Report every line of the entries that contains the word "Debug".

*** Opening of EXCERPTED DATA ***

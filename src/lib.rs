//! API de inventario de vehículos
//!
//! Backend mock en memoria: CRUD de vehículos con motor de consultas
//! (filtro + ordenación + paginación), estadísticas, shop, reportes de
//! mantenimiento y concesionarios fixture. Sin persistencia: el estado
//! se reinicia con el proceso.

pub mod config;
pub mod controllers;
pub mod dto;
pub mod middleware;
pub mod models;
pub mod repositories;
pub mod routes;
pub mod services;
pub mod state;
pub mod utils;

use axum::{routing::get, Router};

use crate::middleware::cors::{cors_middleware, cors_middleware_with_origins};
use crate::state::AppState;

/// Construye el router completo de la API sobre un estado dado
pub fn app(state: AppState) -> Router {
    // Sin CORS_ORIGINS el API queda abierto (modo desarrollo)
    let cors = if state.config.cors_origins.is_empty() {
        cors_middleware()
    } else {
        cors_middleware_with_origins(state.config.cors_origins.clone())
    };

    Router::new()
        .route("/api/health", get(routes::health))
        .nest("/api/vehicles", routes::vehicle_routes::create_vehicle_router())
        .nest("/api/shop", routes::shop_routes::create_shop_router())
        .nest("/api/reports", routes::report_routes::create_report_router())
        .nest(
            "/api/dealerships",
            routes::dealership_routes::create_dealership_router(),
        )
        .layer(cors)
        .with_state(state)
}
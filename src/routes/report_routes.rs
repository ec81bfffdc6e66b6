//! Rutas de reportes

use axum::{
    extract::{Path, Query, State},
    http::StatusCode,
    routing::{get, post},
    Json, Router,
};

use crate::controllers::report_controller::{ReportController, ReportOutput};
use crate::dto::report_dto::{GenerateReportRequest, ReportQueryParams, ReportStatus};
use crate::state::AppState;
use crate::utils::errors::AppError;

pub fn create_report_router() -> Router<AppState> {
    Router::new()
        .route("/maintenance/:vehicle_id", get(maintenance_report))
        .route("/maintenance/:vehicle_id/generate", post(generate_report))
        .route("/status/:report_id", get(report_status))
}

fn controller(state: &AppState) -> ReportController {
    ReportController::new(
        state.repository.clone(),
        state.maintenance_records.clone(),
        state.config.public_url.clone(),
    )
}

async fn maintenance_report(
    State(state): State<AppState>,
    Path(vehicle_id): Path<i64>,
    Query(params): Query<ReportQueryParams>,
) -> Result<ReportOutput, AppError> {
    controller(&state).maintenance_report(vehicle_id, params).await
}

async fn generate_report(
    State(state): State<AppState>,
    Path(vehicle_id): Path<i64>,
    request: Option<Json<GenerateReportRequest>>,
) -> Result<(StatusCode, Json<ReportStatus>), AppError> {
    // El formato pedido no cambia el estado fabricado
    let _ = request;
    let status = controller(&state).start_generation(vehicle_id).await?;
    Ok((StatusCode::ACCEPTED, Json(status)))
}

async fn report_status(
    State(state): State<AppState>,
    Path(report_id): Path<String>,
) -> Json<ReportStatus> {
    Json(controller(&state).poll_status(&report_id).await)
}
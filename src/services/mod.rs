//! Servicios del sistema
//!
//! Lógica de negocio pura, separada del transporte HTTP: el motor de
//! consultas y los servicios de reportes y concesionarios.

pub mod dealership_service;
pub mod query_engine;
pub mod report_service;
//! Configuración del proyecto

pub mod environment;

pub use environment::*;
//! Sistema de manejo de errores
//!
//! Este módulo define los tipos de errores de la aplicación
//! y su conversión a respuestas HTTP apropiadas.

use axum::{
    http::StatusCode,
    response::{IntoResponse, Response},
    Json,
};
use serde_json::json;
use thiserror::Error;

/// Errores principales de la aplicación
#[derive(Error, Debug)]
pub enum AppError {
    #[error("Validation error: {0}")]
    ValidationError(String),

    #[error("Validation error: {0}")]
    Validation(#[from] validator::ValidationErrors),

    #[error("Not found: {0}")]
    NotFound(String),

    #[error("Bad request: {0}")]
    BadRequest(String),

    #[error("Internal server error: {0}")]
    Internal(String),
}

/// Respuesta de error para la API
#[derive(Debug, serde::Serialize)]
struct ErrorResponse {
    error: String,
    message: String,
    #[serde(skip_serializing_if = "Option::is_none")]
    details: Option<serde_json::Value>,
    #[serde(skip_serializing_if = "Option::is_none")]
    code: Option<String>,
}

impl IntoResponse for AppError {
    fn into_response(self) -> Response {
        let (status, error_response) = match self {
            AppError::ValidationError(msg) => {
                tracing::warn!("Validation error: {}", msg);
                (
                    StatusCode::BAD_REQUEST,
                    ErrorResponse {
                        error: "Validation Error".to_string(),
                        message: msg,
                        details: None,
                        code: Some("VALIDATION_ERROR".to_string()),
                    },
                )
            }

            AppError::Validation(e) => {
                tracing::warn!("Validation error: {}", e);
                (
                    StatusCode::BAD_REQUEST,
                    ErrorResponse {
                        error: "Validation Error".to_string(),
                        message: "The provided data is invalid".to_string(),
                        details: Some(json!(e)),
                        code: Some("VALIDATION_ERROR".to_string()),
                    },
                )
            }

            AppError::NotFound(msg) => {
                tracing::warn!("Resource not found: {}", msg);
                (
                    StatusCode::NOT_FOUND,
                    ErrorResponse {
                        error: "Not Found".to_string(),
                        message: msg,
                        details: None,
                        code: Some("NOT_FOUND".to_string()),
                    },
                )
            }

            AppError::BadRequest(msg) => {
                tracing::warn!("Bad request: {}", msg);
                (
                    StatusCode::BAD_REQUEST,
                    ErrorResponse {
                        error: "Bad Request".to_string(),
                        message: msg,
                        details: None,
                        code: Some("BAD_REQUEST".to_string()),
                    },
                )
            }

            AppError::Internal(msg) => {
                tracing::error!("Internal error: {}", msg);
                (
                    StatusCode::INTERNAL_SERVER_ERROR,
                    ErrorResponse {
                        error: "Internal Server Error".to_string(),
                        message: "An unexpected error occurred".to_string(),
                        details: Some(json!({ "internal_error": msg })),
                        code: Some("INTERNAL_ERROR".to_string()),
                    },
                )
            }
        };

        (status, Json(error_response)).into_response()
    }
}

/// Resultado tipado para operaciones que pueden fallar
pub type AppResult<T> = Result<T, AppError>;

/// Función helper para crear errores de recurso no encontrado
pub fn not_found_error(resource: &str, id: i64) -> AppError {
    AppError::NotFound(format!("{} with id '{}' not found", resource, id))
}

*** Close of EXCERPTED DATA ***

* **SOLUTION BELOW**
#[derive(Error, Debug)]
#[derive(Debug, serde::Serialize)]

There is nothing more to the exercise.